_Prompt_. Lines to restate from the data below: from the one containing "self.default = Some(collapse_whitespace(default));" to the one containing "(None, Some(def)) =>", both included. Give them again exactly, and only them.
(Beginning of Data extract)
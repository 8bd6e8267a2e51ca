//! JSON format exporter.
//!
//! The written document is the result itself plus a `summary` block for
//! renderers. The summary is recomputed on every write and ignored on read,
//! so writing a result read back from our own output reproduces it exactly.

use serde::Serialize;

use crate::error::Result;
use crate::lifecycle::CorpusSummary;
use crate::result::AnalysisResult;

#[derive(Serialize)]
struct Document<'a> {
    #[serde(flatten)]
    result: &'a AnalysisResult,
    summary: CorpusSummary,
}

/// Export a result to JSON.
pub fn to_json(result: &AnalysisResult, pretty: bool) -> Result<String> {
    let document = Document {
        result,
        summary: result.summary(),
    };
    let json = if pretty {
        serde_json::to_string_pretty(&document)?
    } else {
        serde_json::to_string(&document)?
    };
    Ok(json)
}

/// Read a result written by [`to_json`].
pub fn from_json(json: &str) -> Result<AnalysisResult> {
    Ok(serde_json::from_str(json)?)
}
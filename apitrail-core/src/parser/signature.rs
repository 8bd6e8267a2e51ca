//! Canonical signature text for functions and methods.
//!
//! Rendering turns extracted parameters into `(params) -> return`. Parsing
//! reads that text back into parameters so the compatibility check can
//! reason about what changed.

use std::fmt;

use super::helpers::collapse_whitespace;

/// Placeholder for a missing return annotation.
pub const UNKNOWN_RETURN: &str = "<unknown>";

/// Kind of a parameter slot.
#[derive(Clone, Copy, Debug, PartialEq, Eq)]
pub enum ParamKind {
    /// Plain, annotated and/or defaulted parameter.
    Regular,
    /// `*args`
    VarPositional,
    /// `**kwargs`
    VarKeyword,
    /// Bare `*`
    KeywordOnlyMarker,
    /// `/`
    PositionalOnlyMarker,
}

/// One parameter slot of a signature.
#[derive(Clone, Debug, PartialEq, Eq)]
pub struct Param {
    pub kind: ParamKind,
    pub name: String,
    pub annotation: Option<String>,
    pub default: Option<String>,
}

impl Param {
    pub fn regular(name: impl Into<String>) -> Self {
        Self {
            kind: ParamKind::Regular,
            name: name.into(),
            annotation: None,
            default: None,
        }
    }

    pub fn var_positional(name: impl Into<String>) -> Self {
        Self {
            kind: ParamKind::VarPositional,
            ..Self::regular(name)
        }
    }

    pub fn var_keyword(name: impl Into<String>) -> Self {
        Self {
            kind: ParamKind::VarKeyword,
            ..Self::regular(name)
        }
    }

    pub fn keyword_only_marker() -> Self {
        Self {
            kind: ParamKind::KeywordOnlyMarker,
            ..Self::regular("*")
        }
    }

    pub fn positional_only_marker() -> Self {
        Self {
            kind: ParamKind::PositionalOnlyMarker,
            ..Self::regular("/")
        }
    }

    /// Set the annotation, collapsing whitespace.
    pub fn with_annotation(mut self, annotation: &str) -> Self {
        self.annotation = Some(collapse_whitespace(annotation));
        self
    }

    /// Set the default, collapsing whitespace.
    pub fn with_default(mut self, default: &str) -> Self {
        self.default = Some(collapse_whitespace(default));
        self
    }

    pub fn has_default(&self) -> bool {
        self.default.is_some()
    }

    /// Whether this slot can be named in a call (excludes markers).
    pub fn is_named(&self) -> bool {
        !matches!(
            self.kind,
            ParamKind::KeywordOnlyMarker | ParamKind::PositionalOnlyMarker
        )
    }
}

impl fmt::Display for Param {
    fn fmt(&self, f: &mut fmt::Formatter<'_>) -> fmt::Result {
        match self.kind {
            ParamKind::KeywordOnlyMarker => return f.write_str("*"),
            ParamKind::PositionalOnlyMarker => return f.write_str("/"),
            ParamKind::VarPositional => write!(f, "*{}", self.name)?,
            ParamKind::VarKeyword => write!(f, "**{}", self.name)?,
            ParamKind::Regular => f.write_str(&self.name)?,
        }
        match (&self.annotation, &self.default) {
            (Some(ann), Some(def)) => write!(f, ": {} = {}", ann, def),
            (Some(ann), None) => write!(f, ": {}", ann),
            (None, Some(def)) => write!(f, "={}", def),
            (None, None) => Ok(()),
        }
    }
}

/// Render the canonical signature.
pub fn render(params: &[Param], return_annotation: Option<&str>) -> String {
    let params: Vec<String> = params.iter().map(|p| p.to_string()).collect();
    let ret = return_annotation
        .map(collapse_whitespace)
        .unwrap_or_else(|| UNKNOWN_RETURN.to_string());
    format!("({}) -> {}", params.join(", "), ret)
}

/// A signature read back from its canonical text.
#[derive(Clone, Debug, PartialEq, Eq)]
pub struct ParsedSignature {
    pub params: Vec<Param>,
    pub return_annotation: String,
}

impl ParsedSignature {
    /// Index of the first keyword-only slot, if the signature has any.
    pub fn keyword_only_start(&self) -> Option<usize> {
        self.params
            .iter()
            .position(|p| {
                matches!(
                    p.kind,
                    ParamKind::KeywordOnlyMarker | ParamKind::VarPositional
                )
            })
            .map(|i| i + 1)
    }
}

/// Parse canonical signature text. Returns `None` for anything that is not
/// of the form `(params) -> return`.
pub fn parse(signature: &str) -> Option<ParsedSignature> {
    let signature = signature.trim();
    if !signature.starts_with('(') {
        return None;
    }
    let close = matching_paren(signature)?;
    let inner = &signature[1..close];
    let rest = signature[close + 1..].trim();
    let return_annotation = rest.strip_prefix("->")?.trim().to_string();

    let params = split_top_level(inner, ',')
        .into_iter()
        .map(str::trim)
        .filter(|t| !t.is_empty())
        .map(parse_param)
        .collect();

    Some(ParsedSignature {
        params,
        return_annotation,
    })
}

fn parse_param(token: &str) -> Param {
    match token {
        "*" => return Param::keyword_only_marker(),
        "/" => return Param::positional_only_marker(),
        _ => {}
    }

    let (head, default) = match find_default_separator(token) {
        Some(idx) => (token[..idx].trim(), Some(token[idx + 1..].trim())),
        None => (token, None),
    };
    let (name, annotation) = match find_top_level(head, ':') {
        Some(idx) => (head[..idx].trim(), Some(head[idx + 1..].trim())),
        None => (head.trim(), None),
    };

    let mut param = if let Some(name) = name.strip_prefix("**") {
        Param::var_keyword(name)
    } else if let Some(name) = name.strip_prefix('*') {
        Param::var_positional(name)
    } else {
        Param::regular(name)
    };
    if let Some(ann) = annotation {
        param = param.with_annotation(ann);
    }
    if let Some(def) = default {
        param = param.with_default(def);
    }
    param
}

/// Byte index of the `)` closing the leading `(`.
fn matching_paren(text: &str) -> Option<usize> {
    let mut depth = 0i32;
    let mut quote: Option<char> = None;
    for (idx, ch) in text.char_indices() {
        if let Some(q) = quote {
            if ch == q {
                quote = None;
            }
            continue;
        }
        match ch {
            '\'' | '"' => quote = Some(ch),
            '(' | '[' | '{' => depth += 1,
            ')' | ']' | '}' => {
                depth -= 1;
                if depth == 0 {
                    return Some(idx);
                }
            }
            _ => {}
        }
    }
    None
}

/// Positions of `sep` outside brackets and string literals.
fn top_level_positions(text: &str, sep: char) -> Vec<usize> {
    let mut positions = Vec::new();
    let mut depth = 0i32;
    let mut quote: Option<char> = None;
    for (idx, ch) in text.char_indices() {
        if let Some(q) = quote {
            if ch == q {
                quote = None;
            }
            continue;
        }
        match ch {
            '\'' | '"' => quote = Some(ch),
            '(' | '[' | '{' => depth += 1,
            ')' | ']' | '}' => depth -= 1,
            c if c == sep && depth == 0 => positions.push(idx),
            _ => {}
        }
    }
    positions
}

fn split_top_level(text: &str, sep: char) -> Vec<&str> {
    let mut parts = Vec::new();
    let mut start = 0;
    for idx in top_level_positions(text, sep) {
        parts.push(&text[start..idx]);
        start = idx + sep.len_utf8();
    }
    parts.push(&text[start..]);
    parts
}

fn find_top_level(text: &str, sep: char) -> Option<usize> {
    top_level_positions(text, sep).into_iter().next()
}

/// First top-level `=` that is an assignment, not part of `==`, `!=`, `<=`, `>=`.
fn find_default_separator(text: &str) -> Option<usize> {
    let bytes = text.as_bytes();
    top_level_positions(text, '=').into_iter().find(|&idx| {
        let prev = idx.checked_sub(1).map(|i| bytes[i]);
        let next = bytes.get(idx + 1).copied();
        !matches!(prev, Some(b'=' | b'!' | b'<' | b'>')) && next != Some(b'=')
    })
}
(End of Data extract)
_Solution to this problem_.
        self.default = Some(collapse_whitespace(default));
        self
    }

    pub fn has_default(&self) -> bool {
        self.default.is_some()
    }

    /// Whether this slot can be named in a call (excludes markers).
    pub fn is_named(&self) -> bool {
        !matches!(
            self.kind,
            ParamKind::KeywordOnlyMarker | ParamKind::PositionalOnlyMarker
        )
    }
}

impl fmt::Display for Param {
    fn fmt(&self, f: &mut fmt::Formatter<'_>) -> fmt::Result {
        match self.kind {
            ParamKind::KeywordOnlyMarker => return f.write_str("*"),
            ParamKind::PositionalOnlyMarker => return f.write_str("/"),
            ParamKind::VarPositional => write!(f, "*{}", self.name)?,
            ParamKind::VarKeyword => write!(f, "**{}", self.name)?,
            ParamKind::Regular => f.write_str(&self.name)?,
        }
        match (&self.annotation, &self.default) {
            (Some(ann), Some(def)) => write!(f, ": {} = {}", ann, def),
            (Some(ann), None) => write!(f, ": {}", ann),
            (None, Some(def)) => write!(f, "={}", def),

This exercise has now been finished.